TASK MATERIAL -
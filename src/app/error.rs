use thiserror::Error;

// Custom Application Error
#[derive(Error, Debug)]
pub enum AppError {
    #[error("File I/O error: {0}")]
    Io(#[from] std::io::Error),
    #[error("Board loading error: {0}")]
    BoardLoad(#[from] crate::board::BoardLoaderError),
    #[error("Invalid file path: {0}")]
    InvalidPath(String),
    #[error("General error: {0}")]
    General(String),
}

WHAT TO DO - What you should produce is an exact copy of the records above.

SOLUTION -
filename src/app/error.rs
use thiserror::Error;

// Custom Application Error
#[derive(Error, Debug)]
pub enum AppError {
    #[error("File I/O error: {0}")]
    Io(#[from] std::io::Error),
    #[error("Board loading error: {0}")]
    BoardLoad(#[from] crate::board::BoardLoaderError),
    #[error("Invalid file path: {0}")]
    InvalidPath(String),
    #[error("General error: {0}")]
    General(String),
}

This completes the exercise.